The findings reveal that the HPAP positively influenced health behaviors—reducing drinking, increasing physical exercise, and improving healthcare utilization and satisfaction. However, it did not significantly reduce individuals’ medical burden or improve self-rated health status. When examining specific policy domains, health financing policies and service delivery policies significantly increased outpatient utilization but showed no impact on other outcomes. Public health interventions significantly promoted physical exercise. The findings also reveal distinct HPAP impacts across population subgroups.
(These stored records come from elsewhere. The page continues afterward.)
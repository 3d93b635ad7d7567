// /////////////////////////////////////////////////////////////////////////////
// CDC Relay
// Copyright (c) 2025 Michael Gardner, A Bit of Help, Inc.
// SPDX-License-Identifier: BSD-3-Clause
// See LICENSE file in the project root.
// /////////////////////////////////////////////////////////////////////////////

//! # Event ID Value Object
//!
//! Opaque unique identifier assigned to every change event at decode time.
//! Used for correlation in logs, dead-letter records, and duplicate
//! detection during incident analysis. The identifier is deliberately not
//! part of the destination dedup key (that role belongs to
//! `ChangeEvent::event_key`), so regenerating it on replay is harmless.

use serde::{Deserialize, Serialize};
use uuid::Uuid;

/// Opaque unique identifier for a change event.
#[derive(Debug, Clone, Copy, PartialEq, Eq, Hash, Serialize, Deserialize)]
#[serde(transparent)]
pub struct EventId(Uuid);

impl EventId {
    /// Generates a fresh random identifier.
    pub fn new() -> Self {
        Self(Uuid::new_v4())
    }

    /// Wraps an existing UUID (e.g., parsed back from a DLQ record).
    pub fn from_uuid(id: Uuid) -> Self {
        Self(id)
    }

    /// Underlying UUID value.
    pub fn as_uuid(&self) -> Uuid {
        self.0
    }
}

impl Default for EventId {
    fn default() -> Self {
        Self::new()
    }
}

impl std::fmt::Display for EventId {
    fn fmt(&self, f: &mut std::fmt::Formatter<'_>) -> std::fmt::Result {
        write!(f, "{}", self.0)
    }
}

impl std::str::FromStr for EventId {
    type Err = uuid::Error;

    fn from_str(s: &str) -> Result<Self, Self::Err> {
        Ok(Self(Uuid::parse_str(s)?))
    }
}
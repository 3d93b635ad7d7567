// /////////////////////////////////////////////////////////////////////////////
// CDC Relay
// Copyright (c) 2025 Michael Gardner, A Bit of Help, Inc.
// SPDX-License-Identifier: BSD-3-Clause
// See LICENSE file in the project root.
// /////////////////////////////////////////////////////////////////////////////

//! # CLI Parsing and Validation
//!
//! Parses command-line arguments with clap and applies validation before
//! anything touches the file system or the network. Parsing and validation
//! are split so validation can be unit-tested without process arguments.
//!
//! ## Commands
//!
//! - `run` (default) - start the replication pipeline.
//! - `validate-config` - load and range-check a configuration file, then
//!   exit. Exit code 0 when valid, 1 otherwise.
//!
//! ## Exit codes
//!
//! The binary honors the CLI contract: 0 for clean shutdown, 1 for fatal
//! configuration or startup errors.

use clap::{Parser, Subcommand};
use std::path::PathBuf;
use thiserror::Error;

/// Exit code for a clean shutdown.
pub const EXIT_SUCCESS: i32 = 0;

/// Exit code for a fatal configuration or startup error.
pub const EXIT_CONFIG_ERROR: i32 = 1;

/// Errors produced by CLI validation.
#[derive(Debug, Error)]
pub enum ParseError {
    /// An argument failed validation.
    #[error("Invalid value for --{arg}: {reason}")]
    InvalidValue {
        /// Argument name.
        arg: String,
        /// Why it was rejected.
        reason: String,
    },

    /// An argument contained characters that are never legitimate in this
    /// CLI (shell metacharacters, control bytes).
    #[error("Argument '{0}' contains disallowed characters")]
    DisallowedCharacters(String),
}

/// CDC relay command-line interface.
#[derive(Debug, Parser)]
#[command(
    name = "cdc_relay",
    about = "Replicates commit-log mutations to analytical warehouses with exactly-once delivery",
    version
)]
pub struct Cli {
    /// Path to the pipeline configuration file (TOML).
    #[arg(long, global = true)]
    pub config: Option<PathBuf>,

    /// Override the configured log level (trace|debug|info|warn|error).
    #[arg(long, global = true)]
    pub log_level: Option<String>,

    /// Override the configured log format (json|console).
    #[arg(long, global = true)]
    pub log_format: Option<String>,

    /// Subcommand; defaults to `run`.
    #[command(subcommand)]
    pub command: Option<Commands>,
}

/// Available subcommands.
#[derive(Debug, Clone, Subcommand)]
pub enum Commands {
    /// Start the replication pipeline.
    Run {
        /// Restrict replication to one keyspace (overrides config).
        #[arg(long)]
        keyspace: Option<String>,

        /// Restrict replication to specific tables (repeatable).
        #[arg(long)]
        table: Vec<String>,

        /// Override the commit-log directory from configuration.
        #[arg(long)]
        commitlog_dir: Option<PathBuf>,
    },

    /// Load a configuration file, run range validation, and exit.
    ValidateConfig {
        /// Configuration file to validate.
        path: PathBuf,
    },
}

/// CLI arguments after validation.
#[derive(Debug)]
pub struct ValidatedCli {
    /// Global configuration file path, if provided.
    pub config: Option<PathBuf>,
    /// Log level override, if provided.
    pub log_level: Option<String>,
    /// Log format override, if provided.
    pub log_format: Option<String>,
    /// The validated command (defaulted to `Run` when absent).
    pub command: Commands,
}

/// Parse process arguments and validate them.
pub fn parse_and_validate() -> Result<ValidatedCli, ParseError> {
    validate_cli(Cli::parse())
}

/// Validate parsed CLI arguments.
///
/// Applies identifier and path checks to every user-supplied string and
/// normalizes the missing subcommand to `Run`.
pub fn validate_cli(cli: Cli) -> Result<ValidatedCli, ParseError> {
    if let Some(ref path) = cli.config {
        validate_argument(&path.to_string_lossy())?;
    }

    if let Some(ref level) = cli.log_level {
        let level_lower = level.to_lowercase();
        if !matches!(
            level_lower.as_str(),
            "trace" | "debug" | "info" | "warn" | "error"
        ) {
            return Err(ParseError::InvalidValue {
                arg: "log-level".to_string(),
                reason: format!("'{level}' is not one of trace|debug|info|warn|error"),
            });
        }
    }

    if let Some(ref format) = cli.log_format {
        if !matches!(format.to_lowercase().as_str(), "json" | "console") {
            return Err(ParseError::InvalidValue {
                arg: "log-format".to_string(),
                reason: format!("'{format}' is not one of json|console"),
            });
        }
    }

    let command = match cli.command {
        Some(Commands::Run {
            keyspace,
            table,
            commitlog_dir,
        }) => {
            if let Some(ref keyspace) = keyspace {
                validate_identifier("keyspace", keyspace)?;
            }
            for name in &table {
                validate_identifier("table", name)?;
            }
            if let Some(ref dir) = commitlog_dir {
                validate_argument(&dir.to_string_lossy())?;
            }
            Commands::Run {
                keyspace,
                table,
                commitlog_dir,
            }
        }
        Some(Commands::ValidateConfig { path }) => {
            validate_argument(&path.to_string_lossy())?;
            Commands::ValidateConfig { path }
        }
        None => Commands::Run {
            keyspace: None,
            table: Vec::new(),
            commitlog_dir: None,
        },
    };

    Ok(ValidatedCli {
        config: cli.config,
        log_level: cli.log_level.map(|level| level.to_lowercase()),
        log_format: cli.log_format.map(|format| format.to_lowercase()),
        command,
    })
}

/// Rejects strings containing shell metacharacters or control bytes.
fn validate_argument(value: &str) -> Result<(), ParseError> {
    const DISALLOWED: &[char] = &['$', '`', ';', '|', '&', '<', '>', '\n', '\r', '\0'];
    if value.chars().any(|c| DISALLOWED.contains(&c)) {
        return Err(ParseError::DisallowedCharacters(value.to_string()));
    }
    Ok(())
}

/// Source identifiers are ASCII alphanumerics plus underscores.
fn validate_identifier(arg: &str, value: &str) -> Result<(), ParseError> {
    if value.is_empty() || value.len() > 128 {
        return Err(ParseError::InvalidValue {
            arg: arg.to_string(),
            reason: "must be 1-128 characters".to_string(),
        });
    }
    if !value
        .chars()
        .all(|c| c.is_ascii_alphanumeric() || c == '_')
    {
        return Err(ParseError::InvalidValue {
            arg: arg.to_string(),
            reason: format!("'{value}' contains characters outside [A-Za-z0-9_]"),
        });
    }
    Ok(())
}
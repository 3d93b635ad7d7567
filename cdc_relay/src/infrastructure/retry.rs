// /////////////////////////////////////////////////////////////////////////////
// CDC Relay
// Copyright (c) 2025 Michael Gardner, A Bit of Help, Inc.
// SPDX-License-Identifier: BSD-3-Clause
// See LICENSE file in the project root.
// /////////////////////////////////////////////////////////////////////////////

//! # Retry Engine
//!
//! Exponential backoff with jitter for destination writes, plus the
//! retryable-vs-permanent error classifier.
//!
//! ## Backoff schedule
//!
//! Attempt `k` (1-indexed) sleeps
//! `min(max_delay, base_delay * multiplier^(k-1))`, optionally jittered by a
//! uniform plus-or-minus 25%. Classification is by error class and message
//! content, never by timing: a slow success is a success.
//!
//! ## Classification
//!
//! - Retryable: connection/network failures, timeouts, and any message
//!   containing one of the transient markers (connection, timeout,
//!   temporary, unavailable, network, unreachable, refused, reset, broken
//!   pipe).
//! - Permanent: authentication failed, permission denied, syntax error,
//!   invalid, does not exist.
//! - Default: retryable - when in doubt the pipeline keeps trying, because
//!   stalling progress on a mis-classified transient fault is worse than a
//!   few wasted attempts on a permanent one.
//!
//! ## Cancellation
//!
//! Backoff sleeps race the shutdown token; a cancelled retry returns the
//! last error immediately at the next wakeup so the caller can drain the
//! batch to the DLQ instead of leaving it in limbo.

use std::future::Future;
use std::time::Duration;

use rand::Rng;
use tracing::{error, warn};

use cdc_relay_bootstrap::CancellationToken;
use cdc_relay_domain::PipelineError;

/// Retry policy configuration.
#[derive(Debug, Clone, PartialEq)]
pub struct RetryPolicy {
    /// Maximum number of attempts (including the first).
    pub max_attempts: u32,
    /// Delay before the first retry.
    pub base_delay: Duration,
    /// Cap on any single delay.
    pub max_delay: Duration,
    /// Exponential multiplier per attempt.
    pub multiplier: f64,
    /// Whether to jitter each delay by a uniform plus-or-minus 25%.
    pub jitter: bool,
}

impl Default for RetryPolicy {
    fn default() -> Self {
        Self {
            max_attempts: 5,
            base_delay: Duration::from_millis(100),
            max_delay: Duration::from_secs(30),
            multiplier: 2.0,
            jitter: true,
        }
    }
}

/// Classification of a write failure.
#[derive(Debug, Clone, Copy, PartialEq, Eq)]
pub enum ErrorClass {
    /// Worth retrying with backoff.
    Retryable,
    /// Retrying cannot help; fail immediately.
    Permanent,
}

/// Message substrings that mark a failure as transient.
const RETRYABLE_PATTERNS: &[&str] = &[
    "connection",
    "timeout",
    "temporary",
    "unavailable",
    "network",
    "unreachable",
    "refused",
    "reset",
    "broken pipe",
];

/// Message substrings that mark a failure as permanent.
const PERMANENT_PATTERNS: &[&str] = &[
    "authentication failed",
    "permission denied",
    "syntax error",
    "invalid",
    "does not exist",
];

/// Classifies an error as retryable or permanent.
///
/// Pre-classified variants win; for everything else the message is matched
/// against the transient patterns first, then the permanent ones, and the
/// default is retryable (fail-safe toward progress).
pub fn classify_error(error: &PipelineError) -> ErrorClass {
    match error {
        PipelineError::RetryableWrite(_) => return ErrorClass::Retryable,
        PipelineError::PermanentWrite(_) => return ErrorClass::Permanent,
        PipelineError::IoError(_) => return ErrorClass::Retryable,
        _ => {}
    }

    let message = error.to_string().to_lowercase();

    for pattern in RETRYABLE_PATTERNS {
        if message.contains(pattern) {
            return ErrorClass::Retryable;
        }
    }

    for pattern in PERMANENT_PATTERNS {
        if message.contains(pattern) {
            return ErrorClass::Permanent;
        }
    }

    ErrorClass::Retryable
}

/// Computes the backoff delay for a 1-indexed attempt number.
pub fn backoff_delay(policy: &RetryPolicy, attempt: u32) -> Duration {
    let exponent = attempt.saturating_sub(1);
    let raw = policy.base_delay.as_secs_f64() * policy.multiplier.powi(exponent as i32);
    let mut delay = raw.min(policy.max_delay.as_secs_f64());

    if policy.jitter {
        let jitter_range = delay * 0.25;
        if jitter_range > 0.0 {
            let offset = rand::rng().random_range(-jitter_range..=jitter_range);
            delay += offset;
        }
    }

    Duration::from_secs_f64(delay.max(0.0))
}

/// Executes `operation` under the retry policy.
///
/// Permanent errors and exhausted budgets return the final error; the
/// caller decides what happens to the batch (dead-letter it, do not advance
/// the offset). Cancellation interrupts the next backoff sleep.
pub async fn retry_with_policy<T, F, Fut>(
    policy: &RetryPolicy,
    operation_name: &str,
    shutdown: &CancellationToken,
    mut operation: F,
) -> Result<T, PipelineError>
where
    F: FnMut() -> Fut,
    Fut: Future<Output = Result<T, PipelineError>>,
{
    let mut last_error = None;

    for attempt in 1..=policy.max_attempts {
        match operation().await {
            Ok(value) => return Ok(value),
            Err(error) => {
                if classify_error(&error) == ErrorClass::Permanent {
                    error!(
                        operation = operation_name,
                        attempt,
                        error = %error,
                        "Permanent error, not retrying"
                    );
                    return Err(PipelineError::PermanentWrite(error.to_string()));
                }

                if attempt >= policy.max_attempts {
                    error!(
                        operation = operation_name,
                        attempts = attempt,
                        error = %error,
                        "Retry budget exhausted"
                    );
                    return Err(PipelineError::RetryableWrite(format!(
                        "{error} (after {attempt} attempts)"
                    )));
                }

                let delay = backoff_delay(policy, attempt);
                warn!(
                    operation = operation_name,
                    attempt,
                    max_attempts = policy.max_attempts,
                    delay_ms = delay.as_millis() as u64,
                    error = %error,
                    "Retrying after error"
                );
                last_error = Some(error);

                tokio::select! {
                    _ = tokio::time::sleep(delay) => {}
                    _ = shutdown.cancelled() => {
                        warn!(
                            operation = operation_name,
                            "Retry cancelled by shutdown"
                        );
                        let final_error = last_error
                            .take()
                            .unwrap_or_else(|| PipelineError::internal_error("retry cancelled"));
                        return Err(PipelineError::RetryableWrite(format!(
                            "{final_error} (cancelled by shutdown)"
                        )));
                    }
                }
            }
        }
    }

    // Unreachable: the loop always returns. Kept to satisfy the compiler
    // without an unwrap.
    Err(last_error.unwrap_or_else(|| PipelineError::internal_error("retry loop fell through")))
}
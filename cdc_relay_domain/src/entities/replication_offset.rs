// /////////////////////////////////////////////////////////////////////////////
// CDC Relay
// Copyright (c) 2025 Michael Gardner, A Bit of Help, Inc.
// SPDX-License-Identifier: BSD-3-Clause
// See LICENSE file in the project root.
// /////////////////////////////////////////////////////////////////////////////

//! # Replication Offset Entity
//!
//! A [`ReplicationOffset`] records how far the pipeline has progressed for
//! one `(table, keyspace, partition range, destination)` key. It is the
//! source of truth for replay positions: the persisted copy lives in each
//! destination's offsets table and is committed in the same transactional
//! boundary as the data batch (where the destination supports one).
//!
//! ## Lifecycle
//!
//! - Created on the first successful batch commit for a key.
//! - Updated atomically with each committed batch; timestamps and positions
//!   only move forward (see [`ReplicationOffset::advanced`]).
//! - Never deleted except by explicit retention sweeps.
//!
//! ## Monotonicity
//!
//! `last_event_timestamp_micros` is strictly monotonic per key. Violations
//! indicate a commit-ordering bug, not an operational fault, so the offset
//! manager turns them into the fatal `NonMonotonicOffset` error.

use chrono::{DateTime, Utc};
use serde::{Deserialize, Serialize};
use uuid::Uuid;

use crate::error::PipelineError;
use crate::value_objects::{PartitionId, SegmentPosition};

/// Destination warehouse family.
///
/// Concrete warehouse drivers plug in behind the `EventSink` contract; the
/// pipeline core only distinguishes the three delivery families because
/// they differ in idempotency mechanism (transactional upsert vs
/// merge-on-read append).
#[derive(Debug, Clone, Copy, PartialEq, Eq, Hash, PartialOrd, Ord, Serialize, Deserialize)]
#[serde(rename_all = "UPPERCASE")]
pub enum Destination {
    /// Transactional relational warehouse (upsert-keyed idempotency).
    Relational,
    /// Columnar analytical warehouse (merge-on-read append, no transactions).
    Columnar,
    /// Time-series warehouse (relational-compatible, transactional).
    Timeseries,
}

impl Destination {
    /// All destination families, in a stable order.
    pub const ALL: [Destination; 3] = [
        Destination::Relational,
        Destination::Columnar,
        Destination::Timeseries,
    ];

    /// Lowercase tag used in metrics labels and DLQ file names.
    pub fn as_str(&self) -> &'static str {
        match self {
            Destination::Relational => "relational",
            Destination::Columnar => "columnar",
            Destination::Timeseries => "timeseries",
        }
    }

    /// Parses the lowercase tag back into a destination.
    pub fn parse(tag: &str) -> Result<Self, PipelineError> {
        match tag.to_ascii_lowercase().as_str() {
            "relational" => Ok(Destination::Relational),
            "columnar" => Ok(Destination::Columnar),
            "timeseries" => Ok(Destination::Timeseries),
            other => Err(PipelineError::InvalidParameter(format!(
                "Unknown destination tag: {other}"
            ))),
        }
    }
}

impl std::fmt::Display for Destination {
    fn fmt(&self, f: &mut std::fmt::Formatter<'_>) -> std::fmt::Result {
        f.write_str(self.as_str())
    }
}

/// Key identifying one offset stream.
#[derive(Debug, Clone, PartialEq, Eq, Hash, Serialize, Deserialize)]
pub struct OffsetKey {
    /// Replicated table name.
    pub table_name: String,
    /// Source keyspace.
    pub keyspace: String,
    /// Partition token range.
    pub partition_id: PartitionId,
    /// Destination the offset applies to.
    pub destination: Destination,
}

impl std::fmt::Display for OffsetKey {
    fn fmt(&self, f: &mut std::fmt::Formatter<'_>) -> std::fmt::Result {
        write!(
            f,
            "{}.{}:partition_{}:{}",
            self.keyspace, self.table_name, self.partition_id, self.destination
        )
    }
}

/// Progress record for one `(table, keyspace, partition range, destination)`.
#[derive(Debug, Clone, PartialEq, Serialize, Deserialize)]
pub struct ReplicationOffset {
    /// Unique identifier of this offset record.
    pub offset_id: Uuid,
    /// Replicated table name.
    pub table_name: String,
    /// Source keyspace.
    pub keyspace: String,
    /// Partition token range this offset covers.
    pub partition_id: PartitionId,
    /// Destination this offset applies to.
    pub destination: Destination,
    /// Commit-log segment file of the last committed batch.
    pub commitlog_file: String,
    /// Byte offset within the segment (position of the next unread entry).
    pub commitlog_position: u64,
    /// Writetime of the last successfully replicated event. Strictly
    /// monotonic per key.
    pub last_event_timestamp_micros: i64,
    /// Wall-clock commit time, used for replication-lag calculation.
    pub last_committed_at: DateTime<Utc>,
    /// Events replicated in the batch this offset records. The persisted
    /// offsets table accumulates this into a running total.
    pub events_replicated_count: u64,
}

impl ReplicationOffset {
    /// Creates a validated offset record with a fresh `offset_id` and
    /// `last_committed_at` stamped to the current wall clock.
    #[allow(clippy::too_many_arguments)]
    pub fn new(
        table_name: impl Into<String>,
        keyspace: impl Into<String>,
        partition_id: PartitionId,
        destination: Destination,
        commitlog_file: impl Into<String>,
        commitlog_position: u64,
        last_event_timestamp_micros: i64,
        events_replicated_count: u64,
    ) -> Result<Self, PipelineError> {
        if last_event_timestamp_micros < 0 {
            return Err(PipelineError::InvalidParameter(format!(
                "last_event_timestamp_micros must be non-negative, got {last_event_timestamp_micros}"
            )));
        }

        Ok(Self {
            offset_id: Uuid::new_v4(),
            table_name: table_name.into(),
            keyspace: keyspace.into(),
            partition_id,
            destination,
            commitlog_file: commitlog_file.into(),
            commitlog_position,
            last_event_timestamp_micros,
            last_committed_at: Utc::now(),
            events_replicated_count,
        })
    }

    /// Key this offset belongs to.
    pub fn key(&self) -> OffsetKey {
        OffsetKey {
            table_name: self.table_name.clone(),
            keyspace: self.keyspace.clone(),
            partition_id: self.partition_id,
            destination: self.destination,
        }
    }

    /// Segment coordinate of this offset.
    pub fn segment_position(&self) -> SegmentPosition {
        SegmentPosition::new(self.commitlog_file.clone(), self.commitlog_position)
    }

    /// Produces the successor offset after another committed batch.
    ///
    /// Keeps the same `offset_id`, accumulates the event count, and rejects
    /// backwards timestamps so the monotonicity invariant also holds at the
    /// model level, not only in the offset manager.
    pub fn advanced(
        &self,
        commitlog_file: impl Into<String>,
        commitlog_position: u64,
        last_event_timestamp_micros: i64,
        events_count: u64,
    ) -> Result<Self, PipelineError> {
        if last_event_timestamp_micros < self.last_event_timestamp_micros {
            return Err(PipelineError::NonMonotonicOffset(format!(
                "offset {} would move from t={} back to t={}",
                self.key(),
                self.last_event_timestamp_micros,
                last_event_timestamp_micros
            )));
        }

        Ok(Self {
            offset_id: self.offset_id,
            table_name: self.table_name.clone(),
            keyspace: self.keyspace.clone(),
            partition_id: self.partition_id,
            destination: self.destination,
            commitlog_file: commitlog_file.into(),
            commitlog_position,
            last_event_timestamp_micros,
            last_committed_at: Utc::now(),
            events_replicated_count: self.events_replicated_count + events_count,
        })
    }
}

#[cfg(test)]
mod tests {
    use super::*;

    fn offset(timestamp: i64) -> ReplicationOffset {
        ReplicationOffset::new(
            "users",
            "ecommerce",
            PartitionId::from_raw(3),
            Destination::Relational,
            "CommitLog-7-100.log",
            128,
            timestamp,
            10,
        )
        .unwrap()
    }

    #[test]
    fn test_negative_timestamp_rejected() {
        let result = ReplicationOffset::new(
            "users",
            "ecommerce",
            PartitionId::from_raw(0),
            Destination::Relational,
            "CommitLog-7-100.log",
            0,
            -1,
            0,
        );
        assert!(result.is_err());
    }

    #[test]
    fn test_advanced_accumulates_count() {
        let first = offset(1_000_000);
        let second = first
            .advanced("CommitLog-7-100.log", 512, 1_000_010, 10)
            .unwrap();

        assert_eq!(second.offset_id, first.offset_id);
        assert_eq!(second.events_replicated_count, 20);
        assert_eq!(second.commitlog_position, 512);
    }

    #[test]
    fn test_advanced_rejects_backwards_timestamp() {
        let first = offset(1_000_000);
        let result = first.advanced("CommitLog-7-100.log", 512, 999_999, 10);
        assert!(matches!(
            result,
            Err(PipelineError::NonMonotonicOffset(_))
        ));
    }

    #[test]
    fn test_advanced_allows_equal_timestamp() {
        let first = offset(1_000_000);
        assert!(first
            .advanced("CommitLog-7-100.log", 512, 1_000_000, 1)
            .is_ok());
    }

    #[test]
    fn test_destination_tag_round_trip() {
        for destination in Destination::ALL {
            assert_eq!(
                Destination::parse(destination.as_str()).unwrap(),
                destination
            );
        }
        assert!(Destination::parse("postgres").is_err());
    }

    #[test]
    fn test_offset_key_display() {
        let key = offset(1_000_000).key();
        assert_eq!(key.to_string(), "ecommerce.users:partition_3:relational");
    }
}
// /////////////////////////////////////////////////////////////////////////////
// CDC Relay
// Copyright (c) 2025 Michael Gardner, A Bit of Help, Inc.
// SPDX-License-Identifier: BSD-3-Clause
// See LICENSE file in the project root.
// /////////////////////////////////////////////////////////////////////////////

//! # Metrics Endpoint
//!
//! Minimal HTTP server exposing the Prometheus metrics for scraping.
//! Requests are parsed with plain string matching - the endpoint serves a
//! single GET path to trusted scrapers on localhost, so a full HTTP stack
//! would be dead weight. Metrics are generated fresh on each request.

use std::sync::Arc;
use tokio::io::{AsyncReadExt, AsyncWriteExt};
use tokio::net::TcpListener;
use tracing::{debug, error, info};

use cdc_relay_domain::PipelineError;

use crate::infrastructure::metrics::service::MetricsService;

/// Lightweight HTTP server for Prometheus scraping.
pub struct MetricsEndpoint {
    metrics_service: Arc<MetricsService>,
    port: u16,
    path: String,
}

impl MetricsEndpoint {
    /// Creates an endpoint serving `metrics_service` at `path` on `port`.
    pub fn new(metrics_service: Arc<MetricsService>, port: u16, path: impl Into<String>) -> Self {
        Self {
            metrics_service,
            port,
            path: path.into(),
        }
    }

    /// Binds and serves requests until the process exits.
    pub async fn start(&self) -> Result<(), PipelineError> {
        let addr = format!("127.0.0.1:{}", self.port);
        let listener = TcpListener::bind(&addr)
            .await
            .map_err(|e| PipelineError::internal_error(format!("Failed to bind metrics endpoint: {e}")))?;

        info!("Prometheus metrics endpoint started on http://{}{}", addr, self.path);

        loop {
            match listener.accept().await {
                Ok((mut stream, _)) => {
                    let metrics_service = Arc::clone(&self.metrics_service);
                    let path = self.path.clone();

                    tokio::spawn(async move {
                        if let Err(e) = handle_request(&mut stream, metrics_service, &path).await {
                            error!("Error handling metrics request: {}", e);
                        }
                    });
                }
                Err(e) => {
                    error!("Error accepting connection: {}", e);
                }
            }
        }
    }
}

/// Handles a single request: the metrics path gets the exposition text,
/// everything else a 404.
async fn handle_request(
    stream: &mut tokio::net::TcpStream,
    metrics_service: Arc<MetricsService>,
    path: &str,
) -> Result<(), Box<dyn std::error::Error + Send + Sync>> {
    let mut buffer = [0; 1024];
    let n = stream.read(&mut buffer).await?;
    let request = String::from_utf8_lossy(&buffer[..n]);

    debug!("Received request: {}", request.lines().next().unwrap_or(""));

    if request.starts_with(&format!("GET {path}")) {
        match metrics_service.gather() {
            Ok(metrics_text) => {
                let response = format!(
                    "HTTP/1.1 200 OK\r\nContent-Type: text/plain; version=0.0.4; charset=utf-8\r\nContent-Length: \
                     {}\r\n\r\n{}",
                    metrics_text.len(),
                    metrics_text
                );
                stream.write_all(response.as_bytes()).await?;
                debug!("Sent metrics response ({} bytes)", metrics_text.len());
            }
            Err(e) => {
                let body = format!("Error generating metrics: {e}");
                let error_response = format!(
                    "HTTP/1.1 500 Internal Server Error\r\nContent-Type: text/plain\r\nContent-Length: \
                     {}\r\n\r\n{}",
                    body.len(),
                    body
                );
                stream.write_all(error_response.as_bytes()).await?;
                error!("Error generating metrics: {}", e);
            }
        }
    } else {
        let not_found_response =
            "HTTP/1.1 404 Not Found\r\nContent-Type: text/plain\r\nContent-Length: 9\r\n\r\nNot Found";
        stream.write_all(not_found_response.as_bytes()).await?;
        debug!("Sent 404 response for: {}", request.lines().next().unwrap_or(""));
    }

    stream.flush().await?;
    Ok(())
}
China’s HPAP demonstrate both the achievements and challenges. Our evaluation also reveals the differential contributions of various HPAP policy domains to these multiple outcomes, providing valuable insights that can guide targeted reforms in the future. The policy implications derived from this study are also valuable for developing countries striving to eliminate health-related poverty and improve the health well-being among low-income populations.